Bihar’s chief minister gets a Mahadalit elder to unfurl the flag in their village every January 26 and August 15. He also promises to transform the village. Does he?
It was an unusually warm October in Machhariyawan market, around 40 km from Patna. Vegetable sellers were lined up as we arrived, adjacent to the railway tracks that pass through.
“Does anyone know where Jhapsi Mochi lives?” we asked.
No one seemed to have a clue.
“Does anyone know the way to the village where Nitish Kumar attended the flag-hoisting ceremony on January 26?”
Several people gestured in the direction of Machhariyawan village.
Here’s where Jhapsi, a Dalit man, hoisted the flag on Republic Day. Nitish has made it a practice to have a person from a marginalised community hoist the Indian flag in the chief minister’s presence on August 15 and January 26 every year.
Such festivities, organised mostly in Mahadalit settlements, are also meant to show that Nitish is fulfilling his electoral promise of bringing the government to the common man’s door. Is it just tokenism, though, or does life change for people such as Jhapsi once the chief minister leaves?
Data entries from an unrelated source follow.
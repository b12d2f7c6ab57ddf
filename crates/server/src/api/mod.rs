pub mod auth;
pub mod channels;
pub mod health;
pub mod library;
pub mod links;
pub mod plugins;
pub mod viewer;

use std::sync::Arc;

use axum::Router;
use axum::middleware;
use axum::routing::{get, post};
use chrono::{DateTime, Utc};
use serde::Deserialize;
use tower_http::trace::TraceLayer;

use holocene_archive::ArchivingService;
use holocene_runtime::{Core, PluginRegistry};

use crate::auth::AuthService;
use crate::auth::middleware::require_auth;

/// Shared application state passed to all handlers.
#[derive(Clone)]
pub struct AppState {
    pub core: Arc<Core>,
    pub registry: Arc<PluginRegistry>,
    pub archiver: Arc<ArchivingService>,
    pub auth: Arc<AuthService>,
    pub started_at: DateTime<Utc>,
}

impl AppState {
    #[must_use]
    pub fn new(
        core: Arc<Core>,
        registry: Arc<PluginRegistry>,
        archiver: Arc<ArchivingService>,
        auth: Arc<AuthService>,
    ) -> Self {
        Self {
            core,
            registry,
            archiver,
            auth,
            started_at: Utc::now(),
        }
    }
}

/// Pagination query parameters shared by the collection endpoints.
#[derive(Debug, Clone, Copy, Deserialize)]
pub struct Pagination {
    #[serde(default = "Pagination::default_limit")]
    pub limit: i64,
    #[serde(default)]
    pub offset: i64,
}

impl Pagination {
    const fn default_limit() -> i64 {
        100
    }
}

impl Default for Pagination {
    fn default() -> Self {
        Self {
            limit: Self::default_limit(),
            offset: 0,
        }
    }
}

/// Build the router: status and auth entry points are public, everything
/// else sits behind the auth middleware.
pub fn router(state: AppState) -> Router {
    let public = Router::new()
        .route("/", get(health::root))
        .route("/health", get(health::health))
        .route("/status", get(health::status))
        .route("/auth/login", get(auth::login))
        .route("/auth/status", get(auth::status))
        .route("/auth/logout", post(auth::logout));

    let protected = Router::new()
        .route("/plugins", get(plugins::list))
        .route("/plugins/{name}", get(plugins::get))
        .route("/plugins/{name}/enable", post(plugins::enable))
        .route("/plugins/{name}/disable", post(plugins::disable))
        .route("/channels", get(channels::list))
        .route("/channels/{channel}/history", get(channels::history))
        .route("/channels/{channel}/publish", post(channels::publish))
        .route("/links", get(links::list).post(links::create))
        .route("/links/{id}", get(links::get))
        .route("/links/{id}/snapshots", get(links::snapshots))
        .route("/links/{id}/archive", post(links::archive))
        .route("/books", get(library::list_books).post(library::create_book))
        .route("/books/{id}", get(library::get_book))
        .route(
            "/papers",
            get(library::list_papers).post(library::create_paper),
        )
        .route("/papers/{id}", get(library::get_paper))
        .route("/mono/{link_id}", get(viewer::mono_latest))
        .route("/mono/{link_id}/latest", get(viewer::mono_latest))
        .route("/mono/{link_id}/first", get(viewer::mono_first))
        .route("/mono/{link_id}/{index}", get(viewer::mono_index))
        .route("/snapshot/{id}", get(viewer::snapshot))
        .route("/box/{snapshot_id}", get(viewer::archivebox))
        .layer(middleware::from_fn_with_state(state.clone(), require_auth));

    Router::new()
        .merge(public)
        .merge(protected)
        .layer(TraceLayer::new_for_http())
        .with_state(state)
}
use std::time::Duration;

use thiserror::Error;

/// Errors surfaced by archive providers.
///
/// The transient/permanent split drives logging and the caller's expectation
/// of whether a later retry can succeed; every failure is recorded in the
/// snapshot ledger either way.
#[derive(Debug, Error)]
pub enum ProviderError {
    /// The provider did not finish within the allowed duration.
    #[error("timeout after {0:?}")]
    Timeout(Duration),

    /// A network or transport-level failure, including DNS.
    #[error("connection error: {0}")]
    Connection(String),

    /// The upstream service answered with a non-success status.
    #[error("upstream returned status {status}: {message}")]
    Upstream { status: u16, message: String },

    /// A required local tool is not installed.
    #[error("tool not available: {0}")]
    ToolMissing(String),

    /// The provider ran but failed to produce an artifact.
    #[error("execution failed: {0}")]
    ExecutionFailed(String),
}

impl ProviderError {
    /// Whether a retry may plausibly succeed without operator intervention.
    #[must_use]
    pub fn is_transient(&self) -> bool {
        match self {
            Self::Timeout(_) | Self::Connection(_) => true,
            Self::Upstream { status, .. } => *status >= 500,
            Self::ToolMissing(_) | Self::ExecutionFailed(_) => false,
        }
    }
}

impl From<reqwest::Error> for ProviderError {
    fn from(err: reqwest::Error) -> Self {
        if err.is_timeout() {
            Self::Timeout(Duration::from_secs(0))
        } else if let Some(status) = err.status() {
            Self::Upstream {
                status: status.as_u16(),
                message: err.to_string(),
            }
        } else {
            Self::Connection(err.to_string())
        }
    }
}
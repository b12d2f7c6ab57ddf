use chrono::{DateTime, Utc};
use serde::{Deserialize, Serialize};

use crate::error::CoreError;

/// The archive provider a snapshot row belongs to.
#[derive(Debug, Clone, Copy, PartialEq, Eq, Hash, Serialize, Deserialize)]
#[serde(rename_all = "snake_case")]
pub enum ArchiveService {
    /// Single-file HTML produced by the local snapshotter.
    LocalMonolith,
    /// WARC container produced by the local snapshotter.
    LocalWarc,
    /// Internet Archive save endpoint.
    InternetArchive,
    /// ArchiveBox instance reached over SSH.
    Archivebox,
}

impl ArchiveService {
    #[must_use]
    pub fn as_str(&self) -> &'static str {
        match self {
            Self::LocalMonolith => "local_monolith",
            Self::LocalWarc => "local_warc",
            Self::InternetArchive => "internet_archive",
            Self::Archivebox => "archivebox",
        }
    }

    pub fn parse(value: &str) -> Result<Self, CoreError> {
        match value {
            "local_monolith" => Ok(Self::LocalMonolith),
            "local_warc" => Ok(Self::LocalWarc),
            "internet_archive" => Ok(Self::InternetArchive),
            "archivebox" => Ok(Self::Archivebox),
            other => Err(CoreError::UnknownVariant {
                kind: "archive service",
                value: other.to_owned(),
            }),
        }
    }

    /// Whether the snapshot artifact lives on the local filesystem.
    #[must_use]
    pub fn is_local(&self) -> bool {
        matches!(self, Self::LocalMonolith | Self::LocalWarc)
    }
}

/// Terminal state of one archive attempt.
#[derive(Debug, Clone, Copy, PartialEq, Eq, Serialize, Deserialize)]
#[serde(rename_all = "snake_case")]
pub enum SnapshotStatus {
    Success,
    Failed,
}

impl SnapshotStatus {
    #[must_use]
    pub fn as_str(&self) -> &'static str {
        match self {
            Self::Success => "success",
            Self::Failed => "failed",
        }
    }

    pub fn parse(value: &str) -> Result<Self, CoreError> {
        match value {
            "success" => Ok(Self::Success),
            "failed" => Ok(Self::Failed),
            other => Err(CoreError::UnknownVariant {
                kind: "snapshot status",
                value: other.to_owned(),
            }),
        }
    }
}

/// One attempt to preserve a URL at one provider at one point in time.
///
/// Multiple rows per `(link_id, service)` are expected; the row with the
/// greatest `created_at` is the current state for that pair.
#[derive(Debug, Clone, Serialize, Deserialize)]
pub struct ArchiveSnapshot {
    pub id: i64,
    pub link_id: i64,
    pub service: ArchiveService,
    pub status: SnapshotStatus,
    /// Filesystem path for local services, URL for remote ones.
    pub snapshot_url: Option<String>,
    pub archive_date: Option<DateTime<Utc>>,
    /// Running count of consecutive failures for this `(link, service)` pair;
    /// 1 on the first failure, reset by any success.
    pub attempts: i64,
    pub next_retry_after: Option<DateTime<Utc>>,
    pub error_message: Option<String>,
    pub metadata: serde_json::Value,
    pub created_at: DateTime<Utc>,
}

#[cfg(test)]
mod tests {
    use super::*;

    #[test]
    fn service_roundtrip() {
        for service in [
            ArchiveService::LocalMonolith,
            ArchiveService::LocalWarc,
            ArchiveService::InternetArchive,
            ArchiveService::Archivebox,
        ] {
            assert_eq!(ArchiveService::parse(service.as_str()).unwrap(), service);
        }
        assert!(ArchiveService::parse("carbon_paper").is_err());
    }

    #[test]
    fn local_services() {
        assert!(ArchiveService::LocalMonolith.is_local());
        assert!(ArchiveService::LocalWarc.is_local());
        assert!(!ArchiveService::InternetArchive.is_local());
        assert!(!ArchiveService::Archivebox.is_local());
    }

    #[test]
    fn status_roundtrip() {
        assert_eq!(
            SnapshotStatus::parse("success").unwrap(),
            SnapshotStatus::Success
        );
        assert_eq!(
            SnapshotStatus::parse("failed").unwrap(),
            SnapshotStatus::Failed
        );
        assert!(SnapshotStatus::parse("pending").is_err());
    }
}
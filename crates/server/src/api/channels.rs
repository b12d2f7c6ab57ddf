//! Event bus endpoints.

use axum::Json;
use axum::extract::{Path, Query, State};
use axum::http::StatusCode;
use serde::Deserialize;

use super::AppState;
use crate::error::ApiError;

/// `GET /channels`
pub async fn list(State(state): State<AppState>) -> Json<serde_json::Value> {
    let channels: Vec<serde_json::Value> = state
        .core
        .bus
        .list_channels()
        .into_iter()
        .map(|name| {
            let subscribers = state.core.bus.subscriber_count(&name);
            serde_json::json!({ "name": name, "subscribers": subscribers })
        })
        .collect();
    Json(serde_json::json!({
        "count": channels.len(),
        "channels": channels,
    }))
}

#[derive(Debug, Deserialize)]
pub struct HistoryQuery {
    limit: Option<usize>,
}

/// `GET /channels/{channel}/history?limit=N`
pub async fn history(
    State(state): State<AppState>,
    Path(channel): Path<String>,
    Query(query): Query<HistoryQuery>,
) -> Result<Json<serde_json::Value>, ApiError> {
    let messages = state.core.bus.history(&channel, query.limit);
    Ok(Json(serde_json::json!({
        "channel": channel,
        "count": messages.len(),
        "messages": messages,
    })))
}

/// `POST /channels/{channel}/publish` - publish the request body as message
/// data, with the API as the sender.
pub async fn publish(
    State(state): State<AppState>,
    Path(channel): Path<String>,
    body: Option<Json<serde_json::Value>>,
) -> Result<(StatusCode, Json<serde_json::Value>), ApiError> {
    let data = body.map_or(serde_json::Value::Null, |Json(value)| value);
    state.core.bus.publish(&channel, data, Some("api"));
    Ok((
        StatusCode::OK,
        Json(serde_json::json!({ "status": "published", "channel": channel })),
    ))
}
use axum::http::StatusCode;
use axum::response::{IntoResponse, Response};
use thiserror::Error;
use tracing::error;

use holocene_store::StoreError;

/// Errors surfaced by API handlers. Every variant renders as JSON
/// `{"error": ...}` with the matching status; internal details go to the log
/// only.
#[derive(Debug, Error)]
pub enum ApiError {
    /// Bad input at the API boundary.
    #[error("{0}")]
    Validation(String),

    /// The requested row does not exist.
    #[error("{0}")]
    NotFound(String),

    /// Missing or invalid credential.
    #[error("{0}")]
    Unauthorized(String),

    /// The caller may not access the resource.
    #[error("{0}")]
    Forbidden(String),

    /// A proxied upstream answered with a failure status.
    #[error("{message}")]
    Upstream { status: u16, message: String },

    /// A store failure or other bug.
    #[error("internal error")]
    Internal(#[source] Box<dyn std::error::Error + Send + Sync>),
}

impl From<StoreError> for ApiError {
    fn from(err: StoreError) -> Self {
        Self::Internal(Box::new(err))
    }
}

impl IntoResponse for ApiError {
    fn into_response(self) -> Response {
        let (status, message) = match &self {
            Self::Validation(msg) => (StatusCode::BAD_REQUEST, msg.clone()),
            Self::NotFound(msg) => (StatusCode::NOT_FOUND, msg.clone()),
            Self::Unauthorized(msg) => (StatusCode::UNAUTHORIZED, msg.clone()),
            Self::Forbidden(msg) => (StatusCode::FORBIDDEN, msg.clone()),
            Self::Upstream { status, message } => (
                StatusCode::from_u16(*status).unwrap_or(StatusCode::BAD_GATEWAY),
                message.clone(),
            ),
            Self::Internal(source) => {
                error!(error = %source, "internal error in api handler");
                (
                    StatusCode::INTERNAL_SERVER_ERROR,
                    "internal server error".to_owned(),
                )
            }
        };

        let body = serde_json::json!({ "error": message });
        (status, axum::Json(body)).into_response()
    }
}
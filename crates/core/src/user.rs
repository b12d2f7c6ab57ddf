use chrono::{DateTime, Utc};
use serde::{Deserialize, Serialize};

/// An account known to the daemon. The process assumes one administrative
/// user plus session guests; users are keyed by their messaging identity.
#[derive(Debug, Clone, Serialize, Deserialize)]
pub struct User {
    pub id: i64,
    pub telegram_user_id: i64,
    pub telegram_username: Option<String>,
    pub is_admin: bool,
    pub created_at: DateTime<Utc>,
    pub last_login_at: Option<DateTime<Utc>>,
}

/// A single-use magic-link token. Valid iff `used_at` is null and
/// `expires_at` is in the future.
#[derive(Debug, Clone, Serialize, Deserialize)]
pub struct AuthToken {
    pub id: i64,
    pub user_id: i64,
    pub token: String,
    pub created_at: DateTime<Utc>,
    pub expires_at: DateTime<Utc>,
    pub used_at: Option<DateTime<Utc>>,
    pub ip_address: Option<String>,
    pub user_agent: Option<String>,
}

impl AuthToken {
    /// Whether the token can still open a session at `now`.
    #[must_use]
    pub fn is_valid_at(&self, now: DateTime<Utc>) -> bool {
        self.used_at.is_none() && self.expires_at > now
    }
}

/// A long-lived bearer credential. Valid iff not revoked.
#[derive(Debug, Clone, Serialize, Deserialize)]
pub struct ApiToken {
    pub id: i64,
    pub user_id: i64,
    pub token: String,
    pub name: String,
    pub created_at: DateTime<Utc>,
    pub last_used_at: Option<DateTime<Utc>>,
    pub revoked_at: Option<DateTime<Utc>>,
}

impl ApiToken {
    #[must_use]
    pub fn is_valid(&self) -> bool {
        self.revoked_at.is_none()
    }
}

/// Process-wide persisted key/value state, notably the session signing key.
#[derive(Debug, Clone, Serialize, Deserialize)]
pub struct DaemonSetting {
    pub key: String,
    pub value: String,
    pub created_at: DateTime<Utc>,
    pub updated_at: DateTime<Utc>,
}
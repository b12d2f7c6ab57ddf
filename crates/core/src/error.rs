use thiserror::Error;

/// Errors shared across the daemon's core types.
#[derive(Debug, Error)]
pub enum CoreError {
    /// The URL could not be parsed or has no usable scheme/host.
    #[error("invalid url: {0}")]
    InvalidUrl(String),

    /// A string did not match any variant of a closed enum.
    #[error("unknown {kind}: {value}")]
    UnknownVariant { kind: &'static str, value: String },
}

#[cfg(test)]
mod tests {
    use super::*;

    #[test]
    fn error_display() {
        let err = CoreError::InvalidUrl("not a url".into());
        assert_eq!(err.to_string(), "invalid url: not a url");

        let err = CoreError::UnknownVariant {
            kind: "archive service",
            value: "ftp_mirror".into(),
        };
        assert_eq!(err.to_string(), "unknown archive service: ftp_mirror");
    }
}
//! In-process publish/subscribe for decoupled communication between plugins
//! and core components.
//!
//! Delivery is synchronous and sequential on the publisher's task: within one
//! channel, subscribers see messages in publish order and are invoked in
//! subscription order. A failing subscriber is logged and skipped; it cannot
//! corrupt the bus or block publishers on other channels. Subscribers that
//! need off-thread work hand off to the background runner explicitly.

use std::collections::HashMap;
use std::collections::VecDeque;
use std::sync::{Arc, Mutex};

use chrono::{DateTime, Utc};
use serde::{Deserialize, Serialize};
use tracing::{debug, error};

/// A message sent through a channel.
#[derive(Debug, Clone, Serialize, Deserialize)]
pub struct Message {
    pub channel: String,
    pub data: serde_json::Value,
    pub timestamp: DateTime<Utc>,
    pub sender: Option<String>,
}

/// Boxed error returned by subscriber callbacks. Publish logs and swallows
/// these; a subscriber failure never propagates to the publisher.
pub type CallbackError = Box<dyn std::error::Error + Send + Sync>;

/// Subscriber callback. Invoked on the publisher's task.
pub type Callback = Arc<dyn Fn(&Message) -> Result<(), CallbackError> + Send + Sync>;

/// Handle identifying one subscription, used to unsubscribe.
#[derive(Debug, Clone, Copy, PartialEq, Eq, Hash)]
pub struct SubscriptionId(u64);

struct Subscriber {
    id: SubscriptionId,
    callback: Callback,
}

#[derive(Default)]
struct Channel {
    subscribers: Vec<Subscriber>,
    history: VecDeque<Message>,
}

struct Inner {
    channels: HashMap<String, Channel>,
    next_id: u64,
}

/// Channel-based pub/sub with bounded per-channel message history.
pub struct EventBus {
    inner: Mutex<Inner>,
    history_size: usize,
}

impl Default for EventBus {
    fn default() -> Self {
        Self::new(Self::DEFAULT_HISTORY_SIZE)
    }
}

impl EventBus {
    pub const DEFAULT_HISTORY_SIZE: usize = 100;

    #[must_use]
    pub fn new(history_size: usize) -> Self {
        Self {
            inner: Mutex::new(Inner {
                channels: HashMap::new(),
                next_id: 0,
            }),
            history_size,
        }
    }

    /// Subscribe to a channel. The returned id is the handle for
    /// [`unsubscribe`](Self::unsubscribe).
    pub fn subscribe(&self, channel: &str, callback: Callback) -> SubscriptionId {
        let mut inner = self.inner.lock().expect("bus lock poisoned");
        let id = SubscriptionId(inner.next_id);
        inner.next_id += 1;
        inner
            .channels
            .entry(channel.to_owned())
            .or_default()
            .subscribers
            .push(Subscriber { id, callback });
        debug!(channel, "subscribed");
        id
    }

    /// Remove a subscription. Unknown ids are ignored.
    pub fn unsubscribe(&self, channel: &str, id: SubscriptionId) {
        let mut inner = self.inner.lock().expect("bus lock poisoned");
        if let Some(ch) = inner.channels.get_mut(channel) {
            ch.subscribers.retain(|s| s.id != id);
            debug!(channel, "unsubscribed");
        }
    }

    /// Publish a message to a channel.
    ///
    /// The subscriber list is copied under the lock and the lock released
    /// before any callback runs, so a slow subscriber delays only this
    /// publisher.
    pub fn publish(&self, channel: &str, data: serde_json::Value, sender: Option<&str>) {
        let message = Message {
            channel: channel.to_owned(),
            data,
            timestamp: Utc::now(),
            sender: sender.map(str::to_owned),
        };

        let subscribers: Vec<Callback> = {
            let mut inner = self.inner.lock().expect("bus lock poisoned");
            let ch = inner.channels.entry(channel.to_owned()).or_default();
            ch.history.push_back(message.clone());
            while ch.history.len() > self.history_size {
                ch.history.pop_front();
            }
            ch.subscribers
                .iter()
                .map(|s| Arc::clone(&s.callback))
                .collect()
        };

        debug!(channel, subscribers = subscribers.len(), "publishing");

        for callback in subscribers {
            if let Err(e) = callback(&message) {
                error!(channel, error = %e, "subscriber callback failed");
            }
        }
    }

    /// Recent messages on a channel, oldest first.
    #[must_use]
    pub fn history(&self, channel: &str, limit: Option<usize>) -> Vec<Message> {
        let inner = self.inner.lock().expect("bus lock poisoned");
        let Some(ch) = inner.channels.get(channel) else {
            return Vec::new();
        };
        let take = limit.unwrap_or(ch.history.len()).min(ch.history.len());
        ch.history.iter().skip(ch.history.len() - take).cloned().collect()
    }

    /// Drop retained history for one channel, or for all channels.
    pub fn clear_history(&self, channel: Option<&str>) {
        let mut inner = self.inner.lock().expect("bus lock poisoned");
        match channel {
            Some(name) => {
                if let Some(ch) = inner.channels.get_mut(name) {
                    ch.history.clear();
                }
            }
            None => {
                for ch in inner.channels.values_mut() {
                    ch.history.clear();
                }
            }
        }
    }

    /// Names of all channels that have ever been subscribed or published to.
    #[must_use]
    pub fn list_channels(&self) -> Vec<String> {
        let inner = self.inner.lock().expect("bus lock poisoned");
        let mut names: Vec<String> = inner.channels.keys().cloned().collect();
        names.sort();
        names
    }

    #[must_use]
    pub fn subscriber_count(&self, channel: &str) -> usize {
        let inner = self.inner.lock().expect("bus lock poisoned");
        inner
            .channels
            .get(channel)
            .map_or(0, |ch| ch.subscribers.len())
    }
}
//! RPC Error Types
//!
//! Maps application errors to JSON-RPC error codes.

use jsonrpsee::types::ErrorObjectOwned;
use spotqueue_core::error::AppError;

/// RPC Error Codes
pub mod code {
    pub const VALIDATION_ERROR: i32 = 4000;
    pub const NOT_FOUND: i32 = 4001;
    pub const CONFLICT: i32 = 4002;
    pub const INTERNAL_ERROR: i32 = 5000;
    pub const DB_ERROR: i32 = 5001;
    pub const UPSTREAM_ERROR: i32 = 5002;
}

/// Convert AppError to JSON-RPC ErrorObject
pub fn to_rpc_error(err: AppError) -> ErrorObjectOwned {
    match err {
        AppError::Validation(msg) => {
            ErrorObjectOwned::owned(code::VALIDATION_ERROR, msg, None::<()>)
        }
        AppError::Domain(e) => {
            ErrorObjectOwned::owned(code::VALIDATION_ERROR, e.to_string(), None::<()>)
        }
        AppError::NotFound(msg) => ErrorObjectOwned::owned(code::NOT_FOUND, msg, None::<()>),
        AppError::Conflict(msg) => ErrorObjectOwned::owned(code::CONFLICT, msg, None::<()>),
        AppError::Database(msg) => ErrorObjectOwned::owned(code::DB_ERROR, msg, None::<()>),
        AppError::Upstream(e) => {
            ErrorObjectOwned::owned(code::UPSTREAM_ERROR, e.to_string(), None::<()>)
        }
        AppError::Io(e) => ErrorObjectOwned::owned(code::INTERNAL_ERROR, e.to_string(), None::<()>),
        AppError::Serialization(e) => {
            ErrorObjectOwned::owned(code::VALIDATION_ERROR, e.to_string(), None::<()>)
        }
        AppError::Config(msg) => ErrorObjectOwned::owned(code::INTERNAL_ERROR, msg, None::<()>),
        AppError::InvalidState(msg) => ErrorObjectOwned::owned(code::CONFLICT, msg, None::<()>),
        AppError::Internal(msg) => ErrorObjectOwned::owned(code::INTERNAL_ERROR, msg, None::<()>),
    }
}
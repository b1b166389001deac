// Spot Queue Core - Domain Logic & Ports
// NO infrastructure dependencies (hexagonal architecture)

pub mod application;
pub mod domain;
pub mod error;
pub mod port;

pub use error::{AppError, Result};

pub const VERSION: &str = env!("CARGO_PKG_VERSION");
// Migration Runner

use sqlx::SqlitePool;
use tracing::info;

/// Run database migrations
pub async fn run_migrations(pool: &SqlitePool) -> Result<(), Box<dyn std::error::Error>> {
    info!("Running database migrations...");

    // Check if schema_version table exists
    let table_exists: i64 = sqlx::query_scalar(
        "SELECT COUNT(*) FROM sqlite_master WHERE type='table' AND name='schema_version'",
    )
    .fetch_one(pool)
    .await?;

    let current_version: i64 = if table_exists > 0 {
        sqlx::query_scalar("SELECT version FROM schema_version ORDER BY version DESC LIMIT 1")
            .fetch_optional(pool)
            .await?
            .unwrap_or(0)
    } else {
        0
    };

    info!("Current schema version: {}", current_version);

    // Apply migrations sequentially
    if current_version < 1 {
        info!("Applying migration 001: Initial schema");
        apply_migration(pool, include_str!("../migrations/001_initial_schema.sql")).await?;
    }

    info!("All migrations applied successfully");
    Ok(())
}

/// Apply a single migration SQL file
async fn apply_migration(pool: &SqlitePool, sql: &str) -> Result<(), Box<dyn std::error::Error>> {
    // Execute migration in a transaction
    let mut tx = pool.begin().await?;

    // Split by semicolon and execute each statement
    for statement in sql.split(';') {
        // Remove comments and trim
        let clean_statement: String = statement
            .lines()
            .filter(|line| !line.trim().starts_with("--"))
            .collect::<Vec<_>>()
            .join("\n")
            .trim()
            .to_string();

        if !clean_statement.is_empty() {
            sqlx::query(&clean_statement).execute(&mut *tx).await?;
        }
    }

    tx.commit().await?;
    Ok(())
}

#[cfg(test)]
mod tests {
    use super::*;
    use crate::create_pool;

    #[tokio::test]
    async fn test_run_migrations() {
        let pool = create_pool("sqlite::memory:").await.unwrap();
        let result = run_migrations(&pool).await;

        if let Err(e) = &result {
            eprintln!("Migration error: {:?}", e);
        }
        assert!(result.is_ok());

        // Check that tables exist
        let count: i64 = sqlx::query_scalar("SELECT COUNT(*) FROM tokens")
            .fetch_one(&pool)
            .await
            .unwrap();
        assert_eq!(count, 0);
    }

    #[tokio::test]
    async fn test_migrations_are_idempotent() {
        let pool = create_pool("sqlite::memory:").await.unwrap();
        run_migrations(&pool).await.unwrap();
        run_migrations(&pool).await.unwrap();

        let version: i64 =
            sqlx::query_scalar("SELECT version FROM schema_version ORDER BY version DESC LIMIT 1")
                .fetch_one(&pool)
                .await
                .unwrap();
        assert_eq!(version, 1);
    }
}
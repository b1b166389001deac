// Registry Ports - keyed lookup and insert for users, services, counters

use crate::domain::{Counter, CounterId, Service, ServiceId, User, UserId};
use crate::error::Result;
use async_trait::async_trait;

#[async_trait]
pub trait UserRepository: Send + Sync {
    async fn insert(&self, name: &str, email: &str, role: &str) -> Result<User>;

    async fn find_by_id(&self, id: UserId) -> Result<Option<User>>;

    async fn find_by_email(&self, email: &str) -> Result<Option<User>>;

    async fn list(&self) -> Result<Vec<User>>;
}

#[async_trait]
pub trait ServiceRepository: Send + Sync {
    async fn insert(
        &self,
        service_name: &str,
        entry_time: &str,
        end_time: &str,
        number_of_counters: i64,
    ) -> Result<Service>;

    async fn find_by_name(&self, service_name: &str) -> Result<Option<Service>>;

    /// Refresh the denormalized counter count on a service row
    async fn set_counter_count(&self, service_id: ServiceId, count: i64) -> Result<()>;

    async fn list(&self) -> Result<Vec<Service>>;
}

#[async_trait]
pub trait CounterRepository: Send + Sync {
    async fn insert(&self, counter_number: i64, service_id: ServiceId) -> Result<Counter>;

    async fn find_by_id(&self, id: CounterId) -> Result<Option<Counter>>;

    /// First counter registered for a service (lowest id). Deterministic but
    /// otherwise arbitrary counter selection for issuance.
    async fn first_for_service(&self, service_id: ServiceId) -> Result<Option<Counter>>;

    async fn find_by_number(
        &self,
        counter_number: i64,
        service_id: ServiceId,
    ) -> Result<Option<Counter>>;

    async fn count_for_service(&self, service_id: ServiceId) -> Result<i64>;

    async fn list(&self) -> Result<Vec<Counter>>;
}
An elderly man named Krishna Prasad accompanied us to the village. He’s a doctor and a “student of Jayaprakash Narayan”, in his own words, and hopes to contest the Assembly election this year.
Along the way, Prasad reminisced about the days of “total revolution” that he spent with Nitish Kumar and Lalu Prasad Yadav, who were then comrades in Narayan’s 1970s movement.
What does he think of Nitish’s flag-hoisting festivities? Prasad was scornful. “All of it is an act, a display,” he said.
Ramvraksh Manjhi, from Rauniya village, had participated in a flag-hoisting function with Nitish last year, Prasad added by way of explanation. “Ramvraksh was an acquaintance of mine. He would say that government officials took good care of him before the ceremony but no one ever came afterwards. He had no children or family to take care of him. He passed away a few days ago due to lack of care. Nobody was there to even enquire about him in the end.”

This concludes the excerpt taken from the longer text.